Now that the United States is screening the latest Makoto Shinkai flick, we can dispense with the spoiler warnings and realize that thanks to the failed Oscar bid, Americans got nothing in return for waiting to watch Weathering With You, after the rest of the developed world have seen it. As I write this in late January, 2020, the movie has already been out since July 19, 2019, or half-year or so ago. Did you know how many times I’ve been to Japan since? Joke aside, we are long due this next installment of Shinkai’s usual bag of tricks.

As much as I find Shinkai’s love stories cloying at this point, I also see that his stories and ideas blossom most comfortably in that cloaking. Weathering With You did a serviceable job to get the audience to root for the two. The cast is colorful enough and they came together nicely. Shinjuku is wild on a rainy day, let along with rain magic (in context of the story) and even more rain magic (in context of Shinkai’s brand of animation). Add in some artistic urban decay, a funny car chase (uuuukeeeruuu), and Shinkai finally getting his anime directoral balls on (off? down?) in order to blow up Tokyo.

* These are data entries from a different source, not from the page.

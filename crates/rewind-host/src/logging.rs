//! Logging host function implementation.
//!
//! `env.log(level: i32, ptr: i32, len: i32)` lets guest code emit logs that
//! are captured by the instance. It never suspends, so it is safe to call
//! from any point of an instrumented module, including the start function.

use rewind_core::{AsyncifyContext, HostFunc, HostResult, LogLevel};
use tracing::{debug, error, info, warn};
use wasmtime::{Caller, Val};

/// Memory export the message is read from.
const MEMORY_EXPORT: &str = "memory";

/// Host implementation for guest logging.
///
/// Logs are both:
/// 1. Stored in the [`AsyncifyContext`] for later retrieval
/// 2. Emitted via the `tracing` crate for observability
pub struct LoggingHost;

impl LoggingHost {
    /// Log a message at the specified level.
    pub fn log(ctx: &mut AsyncifyContext, level: LogLevel, message: &str) {
        ctx.log(level, message.to_string());

        let instance_id = &ctx.instance_id;
        match level {
            LogLevel::Debug => debug!(instance_id, guest_log = true, "{}", message),
            LogLevel::Info => info!(instance_id, guest_log = true, "{}", message),
            LogLevel::Warn => warn!(instance_id, guest_log = true, "{}", message),
            LogLevel::Error => error!(instance_id, guest_log = true, "{}", message),
        }
    }

    /// The `env.log` host function.
    ///
    /// Invalid pointers are reported through `tracing` and otherwise
    /// ignored; logging never fails the guest.
    pub fn host_func() -> HostFunc {
        HostFunc::new(|caller, params| {
            if let [Val::I32(level), Val::I32(ptr), Val::I32(len)] = params {
                if let Some(message) = read_message(caller, *ptr, *len) {
                    Self::log(caller.data_mut(), level_from_i32(*level), &message);
                }
            } else {
                warn!(params = params.len(), "env.log called with unexpected parameters");
            }
            Ok(HostResult::Ready(Vec::new()))
        })
    }
}

/// Copy a UTF-8 message out of guest memory.
fn read_message(caller: &mut Caller<'_, AsyncifyContext>, ptr: i32, len: i32) -> Option<String> {
    if ptr < 0 || len < 0 {
        warn!(ptr, len, "Invalid pointer or length (negative value)");
        return None;
    }

    let Some(memory) = caller
        .get_export(MEMORY_EXPORT)
        .and_then(wasmtime::Extern::into_memory)
    else {
        warn!("Memory export not found in guest module");
        return None;
    };

    #[allow(clippy::cast_sign_loss)]
    let (start, len) = (ptr as usize, len as usize);
    let data = memory.data(&*caller);
    let Some(end) = start.checked_add(len) else {
        warn!(ptr, len, "Pointer + length overflow");
        return None;
    };

    if end > data.len() {
        warn!(
            start,
            end,
            memory_size = data.len(),
            "Memory access out of bounds"
        );
        return None;
    }

    Some(String::from_utf8_lossy(&data[start..end]).into_owned())
}

/// Convert a numeric log level to [`LogLevel`].
///
/// Levels are 0=debug, 1=info, 2=warn, 3=error; unknown values map to info.
pub fn level_from_i32(level: i32) -> LogLevel {
    match level {
        0 => LogLevel::Debug,
        2 => LogLevel::Warn,
        3 => LogLevel::Error,
        _ => LogLevel::Info,
    }
}

/// Convert a [`LogLevel`] to a numeric value.
pub fn level_to_i32(level: LogLevel) -> i32 {
    match level {
        LogLevel::Debug => 0,
        LogLevel::Info => 1,
        LogLevel::Warn => 2,
        LogLevel::Error => 3,
    }
}

#[cfg(test)]
mod tests {
    use super::*;

    #[test]
    fn test_logging_stores_in_context() {
        let mut ctx = AsyncifyContext::new("test-123".into());

        LoggingHost::log(&mut ctx, LogLevel::Info, "Hello");
        LoggingHost::log(&mut ctx, LogLevel::Error, "World");

        assert_eq!(ctx.logs.len(), 2);
        assert_eq!(ctx.logs[0].message, "Hello");
        assert_eq!(ctx.logs[0].level, LogLevel::Info);
        assert_eq!(ctx.logs[1].message, "World");
        assert_eq!(ctx.logs[1].level, LogLevel::Error);
    }

    #[test]
    fn test_level_from_i32() {
        assert_eq!(level_from_i32(0), LogLevel::Debug);
        assert_eq!(level_from_i32(1), LogLevel::Info);
        assert_eq!(level_from_i32(2), LogLevel::Warn);
        assert_eq!(level_from_i32(3), LogLevel::Error);
        assert_eq!(level_from_i32(99), LogLevel::Info);
    }

    #[test]
    fn test_level_round_trip() {
        for level in [LogLevel::Debug, LogLevel::Info, LogLevel::Warn, LogLevel::Error] {
            assert_eq!(level_from_i32(level_to_i32(level)), level);
        }
    }
}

But that is not what makes Shikai’s movies resonate with me. Tenki no Ko wandered around the comfort zone a bit and gave us ambiguous characters with ambiguous internal struggles, and we were outside the comfort zone for much of the viewing. Perhaps it’s not by much, but we never knew exactly everything about Hina and Hodaka. Were they good people? They were just innocent young people. We watched over them with great interests, but will things turn out okay?

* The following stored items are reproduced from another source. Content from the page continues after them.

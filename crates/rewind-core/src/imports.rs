//! Import interception.
//!
//! Host functions are supplied as [`HostFunc`]s in an [`ImportMap`]. Each one
//! is wrapped in a wasmtime [`Func`] that cooperates with the Asyncify state
//! machine:
//!
//! ```text
//! state == Rewinding  -> stop_rewind, return the resolved value (host not called)
//! state == None       -> call host
//!     Ready(values)   -> return values unchanged
//!     Pending(future) -> refresh stack hook, store future, start_unwind,
//!                        return placeholder zeros
//! state == Unwinding  -> protocol violation
//! ```

use std::collections::{BTreeMap, HashMap};
use std::future::Future;
use std::pin::Pin;
use std::sync::Arc;

use tracing::{debug, trace};
use wasmtime::{Caller, ExternType, Func, FuncType, Linker, Module, Store, Val, ValType};

use crate::context::AsyncifyContext;
use rewind_common::{ExecutionState, HostFunctionError, ProtocolStateError, RuntimeError};

/// A host value that settles later.
pub type HostFuture =
    Pin<Box<dyn Future<Output = Result<Vec<Val>, HostFunctionError>> + Send + 'static>>;

/// What a host function produced for one call.
pub enum HostResult {
    /// Values available immediately; no suspension happens.
    Ready(Vec<Val>),
    /// The module unwinds and the call resumes once this settles.
    Pending(HostFuture),
}

impl HostResult {
    /// Wrap a future as a pending result.
    pub fn pending<F>(future: F) -> Self
    where
        F: Future<Output = Result<Vec<Val>, HostFunctionError>> + Send + 'static,
    {
        HostResult::Pending(Box::pin(future))
    }

    pub fn is_pending(&self) -> bool {
        matches!(self, HostResult::Pending(_))
    }
}

type HostCallback = dyn for<'a> Fn(&mut Caller<'a, AsyncifyContext>, &[Val]) -> Result<HostResult, HostFunctionError>
    + Send
    + Sync;

/// A host function that may answer synchronously or with a future.
///
/// Cloning is cheap and preserves identity: the same `HostFunc` registered
/// under several names is wrapped only once per signature.
#[derive(Clone)]
pub struct HostFunc {
    callback: Arc<HostCallback>,
}

impl HostFunc {
    /// Create a host function with access to the calling instance.
    pub fn new<F>(callback: F) -> Self
    where
        F: for<'a> Fn(&mut Caller<'a, AsyncifyContext>, &[Val]) -> Result<HostResult, HostFunctionError>
            + Send
            + Sync
            + 'static,
    {
        Self {
            callback: Arc::new(callback),
        }
    }

    /// Create a host function that always answers immediately.
    pub fn sync<F>(callback: F) -> Self
    where
        F: Fn(&[Val]) -> Result<Vec<Val>, HostFunctionError> + Send + Sync + 'static,
    {
        Self::new(move |_caller, params| callback(params).map(HostResult::Ready))
    }

    /// Create a host function that always suspends on the returned future.
    pub fn future<F, Fut>(callback: F) -> Self
    where
        F: Fn(&[Val]) -> Fut + Send + Sync + 'static,
        Fut: Future<Output = Result<Vec<Val>, HostFunctionError>> + Send + 'static,
    {
        Self::new(move |_caller, params| Ok(HostResult::pending(callback(params))))
    }

    /// Returns `true` if both handles refer to the same function.
    pub fn ptr_eq(&self, other: &Self) -> bool {
        self.identity() == other.identity()
    }

    fn identity(&self) -> usize {
        Arc::as_ptr(&self.callback).cast::<()>() as usize
    }

    fn invoke(
        &self,
        caller: &mut Caller<'_, AsyncifyContext>,
        params: &[Val],
    ) -> Result<HostResult, HostFunctionError> {
        (self.callback)(caller, params)
    }
}

impl std::fmt::Debug for HostFunc {
    fn fmt(&self, f: &mut std::fmt::Formatter<'_>) -> std::fmt::Result {
        f.debug_struct("HostFunc")
            .field("identity", &format_args!("{:#x}", self.identity()))
            .finish()
    }
}

/// Host functions keyed by import module and name.
#[derive(Debug, Clone, Default)]
pub struct ImportMap {
    modules: BTreeMap<String, BTreeMap<String, HostFunc>>,
}

impl ImportMap {
    pub fn new() -> Self {
        Self::default()
    }

    /// Register a host function, returning any function it replaced.
    pub fn insert(
        &mut self,
        module: impl Into<String>,
        name: impl Into<String>,
        func: HostFunc,
    ) -> Option<HostFunc> {
        self.modules
            .entry(module.into())
            .or_default()
            .insert(name.into(), func)
    }

    /// Builder form of [`insert`](Self::insert).
    #[must_use]
    pub fn with(mut self, module: impl Into<String>, name: impl Into<String>, func: HostFunc) -> Self {
        self.insert(module, name, func);
        self
    }

    pub fn get(&self, module: &str, name: &str) -> Option<&HostFunc> {
        self.modules.get(module)?.get(name)
    }

    pub fn len(&self) -> usize {
        self.modules.values().map(BTreeMap::len).sum()
    }

    pub fn is_empty(&self) -> bool {
        self.len() == 0
    }

    /// Iterate over `(module, name, func)` in sorted order.
    pub fn iter(&self) -> impl Iterator<Item = (&str, &str, &HostFunc)> {
        self.modules.iter().flat_map(|(module, funcs)| {
            funcs
                .iter()
                .map(move |(name, func)| (module.as_str(), name.as_str(), func))
        })
    }
}

/// `module::name` of the import a wrapper was first created for.
#[derive(Debug, Clone)]
struct ImportLabel {
    module: String,
    name: String,
}

impl std::fmt::Display for ImportLabel {
    fn fmt(&self, f: &mut std::fmt::Formatter<'_>) -> std::fmt::Result {
        write!(f, "{}::{}", self.module, self.name)
    }
}

struct WrappedImport {
    // Keeps the callback alive so its address stays a valid identity key.
    _host: HostFunc,
    ty: FuncType,
    func: Func,
}

/// Per-instance cache of import wrappers.
///
/// Keyed by host function identity and signature, so wrapping the same host
/// function twice yields the same [`Func`].
#[derive(Default)]
pub(crate) struct ImportRegistry {
    wrappers: HashMap<usize, Vec<WrappedImport>>,
}

impl ImportRegistry {
    pub(crate) fn wrap(
        &mut self,
        store: &mut Store<AsyncifyContext>,
        module: &str,
        name: &str,
        host: &HostFunc,
        ty: FuncType,
    ) -> Func {
        let entries = self.wrappers.entry(host.identity()).or_default();
        if let Some(existing) = entries.iter().find(|w| FuncType::eq(&w.ty, &ty)) {
            trace!(module, name, "Reusing import wrapper");
            return existing.func;
        }

        let label = ImportLabel {
            module: module.to_string(),
            name: name.to_string(),
        };
        let func = wrap_import(store, label, host.clone(), ty.clone());
        entries.push(WrappedImport {
            _host: host.clone(),
            ty,
            func,
        });
        func
    }

    /// Number of distinct wrappers created.
    pub(crate) fn len(&self) -> usize {
        self.wrappers.values().map(Vec::len).sum()
    }
}

/// Define a wrapper for every function the module imports.
///
/// # Errors
///
/// Returns an error if an import is missing from `imports`, is not a
/// function, or cannot be defined in the linker.
pub(crate) fn link_imports(
    linker: &mut Linker<AsyncifyContext>,
    store: &mut Store<AsyncifyContext>,
    module: &Module,
    imports: &ImportMap,
    registry: &mut ImportRegistry,
) -> Result<(), RuntimeError> {
    for import in module.imports() {
        let (module_name, name) = (import.module(), import.name());

        let ExternType::Func(ty) = import.ty() else {
            return Err(RuntimeError::UnsupportedImport {
                module: module_name.to_string(),
                name: name.to_string(),
            });
        };

        let host = imports
            .get(module_name, name)
            .ok_or_else(|| RuntimeError::ImportNotProvided {
                module: module_name.to_string(),
                name: name.to_string(),
            })?;

        let func = registry.wrap(store, module_name, name, host, ty);
        linker
            .define(&*store, module_name, name, func)
            .map_err(|e| {
                RuntimeError::instantiation(format!("Failed to define {module_name}::{name}: {e}"))
            })?;
    }

    Ok(())
}

fn wrap_import(
    store: &mut Store<AsyncifyContext>,
    label: ImportLabel,
    host: HostFunc,
    ty: FuncType,
) -> Func {
    let result_types: Vec<ValType> = ty.results().collect();
    Func::new(&mut *store, ty, move |mut caller, params, results| {
        intercept(&mut caller, &label, &host, &result_types, params, results)
    })
}

fn intercept(
    caller: &mut Caller<'_, AsyncifyContext>,
    label: &ImportLabel,
    host: &HostFunc,
    result_types: &[ValType],
    params: &[Val],
    results: &mut [Val],
) -> wasmtime::Result<()> {
    let wired = caller
        .data()
        .controller()
        .ok()
        .map(|c| (c.ops(), c.data_addr(), c.memory(), c.stack_hook()));

    // Imports called from the start function run before wiring completes.
    let Some((ops, data_addr, memory, stack_hook)) = wired else {
        return match host.invoke(caller, params)? {
            HostResult::Ready(values) => write_results(label, values, results),
            HostResult::Pending(_) => Err(ProtocolStateError::NotInitialized.into()),
        };
    };

    match ops.state(&mut *caller)? {
        ExecutionState::Rewinding => {
            ops.stop_rewind(&mut *caller)?;
            let values = caller.data_mut().controller_mut()?.pending.take_resolved()?;
            debug!(import = %label, "Replayed import returned resolved value");
            return write_results(label, values, results);
        }
        state => state.expect(ExecutionState::None, "import call")?,
    }

    match host.invoke(caller, params)? {
        HostResult::Ready(values) => write_results(label, values, results),
        HostResult::Pending(future) => {
            // Nothing is suspended unless every result has a placeholder.
            let placeholders = placeholders(result_types)?;

            if let Some(hook) = stack_hook {
                hook.refresh(memory, &mut *caller, data_addr)?;
            }
            caller.data_mut().controller_mut()?.pending.suspend(future)?;
            ops.start_unwind(&mut *caller, data_addr)?;
            caller.data_mut().metrics.unwinds += 1;

            debug!(import = %label, data_addr, "Import suspended, unwinding");

            for (slot, value) in results.iter_mut().zip(placeholders) {
                *slot = value;
            }
            Ok(())
        }
    }
}

fn write_results(
    label: &ImportLabel,
    values: Vec<Val>,
    results: &mut [Val],
) -> wasmtime::Result<()> {
    if values.len() != results.len() {
        return Err(HostFunctionError::InvalidReturn {
            reason: format!(
                "{label} returned {} values, expected {}",
                values.len(),
                results.len()
            ),
        }
        .into());
    }

    for (slot, value) in results.iter_mut().zip(values) {
        *slot = value;
    }
    Ok(())
}

fn placeholders(result_types: &[ValType]) -> Result<Vec<Val>, HostFunctionError> {
    result_types.iter().map(placeholder).collect()
}

/// Value returned to the module while it unwinds; never observed.
fn placeholder(ty: &ValType) -> Result<Val, HostFunctionError> {
    match ty {
        ValType::I32 => Ok(Val::I32(0)),
        ValType::I64 => Ok(Val::I64(0)),
        ValType::F32 => Ok(Val::F32(0)),
        ValType::F64 => Ok(Val::F64(0)),
        ValType::V128 => Ok(Val::V128(0u128.into())),
        _ => Err(HostFunctionError::InvalidReturn {
            reason: format!("cannot suspend an import returning {ty}"),
        }),
    }
}

#[cfg(test)]
mod tests {
    use super::*;

    #[test]
    fn test_import_map_lookup() {
        let func = HostFunc::sync(|_| Ok(vec![Val::I32(1)]));
        let mut imports = ImportMap::new();

        assert!(imports.insert("env", "one", func.clone()).is_none());
        assert!(imports.insert("env", "one", func.clone()).is_some());
        imports.insert("wasi", "clock", func);

        assert_eq!(imports.len(), 2);
        assert!(imports.get("env", "one").is_some());
        assert!(imports.get("env", "two").is_none());
        assert!(imports.get("other", "one").is_none());

        let names: Vec<_> = imports.iter().map(|(m, n, _)| format!("{m}.{n}")).collect();
        assert_eq!(names, vec!["env.one", "wasi.clock"]);
    }

    #[test]
    fn test_host_func_identity() {
        let a = HostFunc::sync(|_| Ok(vec![]));
        let b = HostFunc::sync(|_| Ok(vec![]));

        assert!(a.ptr_eq(&a.clone()));
        assert!(!a.ptr_eq(&b));
    }

    #[test]
    fn test_host_result_pending() {
        assert!(HostResult::pending(async { Ok(vec![]) }).is_pending());
        assert!(!HostResult::Ready(vec![]).is_pending());
    }

    #[test]
    fn test_placeholders() {
        assert_eq!(placeholder(&ValType::I32).unwrap().unwrap_i32(), 0);
        assert_eq!(placeholder(&ValType::I64).unwrap().unwrap_i64(), 0);
        assert!(placeholder(&ValType::F64).is_ok());
        assert!(placeholder(&ValType::EXTERNREF).is_err());
    }

    #[test]
    fn test_placeholders_fail_as_a_whole() {
        assert_eq!(placeholders(&[ValType::I32, ValType::F32]).unwrap().len(), 2);

        let err = placeholders(&[ValType::I32, ValType::EXTERNREF]).unwrap_err();
        assert!(matches!(err, HostFunctionError::InvalidReturn { .. }));
    }

    #[test]
    fn test_write_results_count_mismatch() {
        let label = ImportLabel {
            module: "env".into(),
            name: "pair".into(),
        };
        let mut results = [Val::I32(0), Val::I32(0)];

        let err = write_results(&label, vec![Val::I32(1)], &mut results).unwrap_err();
        let err = err.downcast::<HostFunctionError>().unwrap();
        assert!(err.to_string().contains("env::pair returned 1 values, expected 2"));

        write_results(&label, vec![Val::I32(1), Val::I32(2)], &mut results).unwrap();
        assert_eq!(results[1].unwrap_i32(), 2);
    }
}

Which brings us to the ending. I loved this ending. I love it because, I think, it is saying something that I personally believe millennials need to hear. It is also admittedly a tad paternalistic. Maybe Shinkai is also being more Dad than ever (although he is still ways behind from Kamiyama in this regard). But, anyways, the message: in the end, it doesn’t really matter. Sure, the dramatic climax for Hina and Hodaka was how the couple decide to cope with Hina’s miko magic, in balance with their very wet problems. But it turns out just because Tokyo is underwater, life had no reason to stop going, so it does just keep going. And in truth those two things don’t really have anything to do with each other. Or rather, it is not the point at all if Hina survives or dies; it is the point that Hina and Hodaka live/lived as humans do. And to put a large exclamation point by sinking Tokyo is one great way to tap into that global warming energy for thematic empowerment.

I also think that’s exactly why a great message for people today. Pressure and anxiety about the future will do nothing to make things better in the future. Worrying will not add a day to your life. The challenges that face us as a society or race or as nations are always going to be daunting when we see them from an individual’s point of view. As individuals, only by making the right decisions and acting on them does anything moves forward at all–and we can’t do that unless our hearts are in the right place.

Weathering With You shows us the subtle difference between doing things out of love and doing things out of pressure, anxiety, fear, and stress. The characters themselves do these things at different points in the story, may it be Suga kicking Hodaka out to protect his legal status or pulling out a gun. Weathering With You makes a bunch of value statements, but it also shows that on the grand scale, humanity’s problems are fairly insignificant; that our day-to-day troubles are little in light of massive global shifts (like flooding tokyo), yet all the more, we can enjoy the little things. Well, instant meals and conbini food in Japan are no joke, so maybe it’s not as little as it seems?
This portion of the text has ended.